Featured Artist: Robert MacMillan

Robert MacMillan is a contemporary Scottish artist who is well known for his landscape and figure painting (primarily portraits).  Thematically, much of his work explores the relationship between light and dark, clarity and obfuscation.  His clean and crisp technique is often contrasted (or combined with) a hazy sfumato resulting in mysterious and haunting images.  Many of his compositions are almost entirely shrouded in darkness, while he provides lighting as if with a spotlight to small portions.  MacMillan draws in the viewer with his intriguing images and startling contrasts, and we are pleased to share them with you here on Transpositions.  Below is an excerpt from a recent catalog produced for his show “Light in the Darkest of Places” for the Fraser Gallery in St Andrews, Scotland, and written by Roderick Fraser:

Over recent years, Robert Macmillan has undeniably developed a strong reputation as one of Scotland’s foremost figurative painters. Through consistently reconciling traditional working methods with an attitude of painterly experimentation, Robert’s work is charged with emotional intensity.

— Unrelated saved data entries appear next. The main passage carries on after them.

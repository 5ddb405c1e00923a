use std::f64::consts::PI;

/// Vertical field of view of the scene camera.
pub const FIELD_OF_VIEW: f64 = 50.0 * PI / 180.0;
pub const NEAR_PLANE: f64 = 0.1;

/// A point in screen space (pixels, y grows downwards).
#[derive(Debug, Clone, Copy, PartialEq, Default)]
pub struct Point {
    pub x: f64,
    pub y: f64,
}

impl Point {
    pub fn new(x: f64, y: f64) -> Self {
        Self { x, y }
    }

    pub fn distance_to(self, other: Point) -> f64 {
        (self.x - other.x).hypot(self.y - other.y)
    }
}

/// A point in world space (y grows upwards, the camera looks down -z).
#[derive(Debug, Clone, Copy, PartialEq, Default)]
pub struct Vec3 {
    pub x: f64,
    pub y: f64,
    pub z: f64,
}

impl Vec3 {
    pub const fn new(x: f64, y: f64, z: f64) -> Self {
        Self { x, y, z }
    }

    pub fn distance_to(self, other: Vec3) -> f64 {
        let (dx, dy, dz) = (self.x - other.x, self.y - other.y, self.z - other.z);
        (dx * dx + dy * dy + dz * dz).sqrt()
    }

    pub fn lerp(self, target: Vec3, t: f64) -> Self {
        Self {
            x: self.x + (target.x - self.x) * t,
            y: self.y + (target.y - self.y) * t,
            z: self.z + (target.z - self.z) * t,
        }
    }
}

#[derive(Debug, Clone, Copy, PartialEq)]
pub struct Viewport {
    pub width: f64,
    pub height: f64,
}

impl Viewport {
    pub fn new(width: f64, height: f64) -> Self {
        Self { width, height }
    }

    pub fn center(&self) -> Point {
        Point::new(self.width / 2.0, self.height / 2.0)
    }
}

/// Perspective projection of world points as seen from an eye position
/// looking straight down the -z axis.
#[derive(Debug, Clone, Copy, PartialEq)]
pub struct Projection {
    eye: Vec3,
    focal: f64,
    viewport: Viewport,
}

impl Projection {
    pub fn new(eye: Vec3, viewport: Viewport) -> Self {
        let focal = (viewport.height / 2.0) / (FIELD_OF_VIEW / 2.0).tan();
        Self {
            eye,
            focal,
            viewport,
        }
    }

    pub fn eye(&self) -> Vec3 {
        self.eye
    }

    pub fn viewport(&self) -> Viewport {
        self.viewport
    }

    /// Pixels per world unit for geometry lying in the plane `z`.
    /// `None` when the plane is behind the near plane.
    pub fn scale_at(&self, z: f64) -> Option<f64> {
        let depth = self.eye.z - z;
        (depth > NEAR_PLANE).then(|| self.focal / depth)
    }

    pub fn project(&self, world: Vec3) -> Option<Point> {
        let scale = self.scale_at(world.z)?;
        let center = self.viewport.center();
        Some(Point::new(
            center.x + (world.x - self.eye.x) * scale,
            center.y - (world.y - self.eye.y) * scale,
        ))
    }
}

#[cfg(test)]
mod tests {
    use super::*;

    fn close(a: f64, b: f64) -> bool {
        (a - b).abs() < 1e-9
    }

    #[test]
    fn test_lerp_endpoints() {
        let a = Vec3::new(0.0, 0.0, 5.0);
        let b = Vec3::new(0.75, 0.0, 1.0);
        assert_eq!(a.lerp(b, 0.0), a);
        assert_eq!(a.lerp(b, 1.0), b);
        let mid = a.lerp(b, 0.5);
        assert!(close(mid.x, 0.375));
        assert!(close(mid.z, 3.0));
    }

    #[test]
    fn test_projection_centers_eye_axis() {
        let projection = Projection::new(Vec3::new(0.75, 0.0, 1.0), Viewport::new(900.0, 600.0));
        let p = projection.project(Vec3::new(0.75, 0.0, 0.0)).unwrap();
        assert!(close(p.x, 450.0));
        assert!(close(p.y, 300.0));
    }

    #[test]
    fn test_projection_orientation() {
        let projection = Projection::new(Vec3::new(0.0, 0.0, 5.0), Viewport::new(800.0, 600.0));
        let right_up = projection.project(Vec3::new(1.0, 1.0, 0.0)).unwrap();
        assert!(right_up.x > 400.0);
        assert!(right_up.y < 300.0);
    }

    #[test]
    fn test_projection_behind_eye() {
        let projection = Projection::new(Vec3::new(0.0, 0.0, 1.0), Viewport::new(800.0, 600.0));
        assert!(projection.project(Vec3::new(0.0, 0.0, 2.0)).is_none());
        assert!(projection.scale_at(0.95).is_none());
    }

    #[test]
    fn test_closer_eye_magnifies() {
        let viewport = Viewport::new(800.0, 600.0);
        let far = Projection::new(Vec3::new(0.0, 0.0, 5.0), viewport);
        let near = Projection::new(Vec3::new(0.0, 0.0, 1.0), viewport);
        assert!(near.scale_at(0.0).unwrap() > far.scale_at(0.0).unwrap());
    }
}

Much admired by many other artists and collectors for his technical mastery, his work is greatly influenced by the old masters.  The results, at first glance, are simple and uncluttered, but upon closer inspection the detail is captivating.  Indeed, his work has been likened to a well crafted piece of poetry, where the omission of even a single word would alter the impact irrevocably.

The figurative work often focuses on a single female form.  This closely observed figure is sometimes covered in a golden drape with a void of rich, deep, dark negative space around the figure which has the remarkable effect of illuminating the central form as well as isolating it.

His influences include the little-known Tonalists and in particular, American Gearge Innes whom he regards as significant, and Whistler, whose apparently simplistic painting technique also manages to express tremendous depth and emotion.  MacMillan incorporates their methods of memorising a landscape to capture its essence, taking elements of a scene and rearranging them to portray the elusive, emotional, ethereal quality of what he is seeing.

And now, some paintings:

Ragamuffin.  Oil on Board.  5″x5″.

Summer Rain.  Oil on Board.  7″x7″.

Little Face.  Oil on Board.  5″x4″.

Listening For Hope.  Oil on Board.  60″x24″.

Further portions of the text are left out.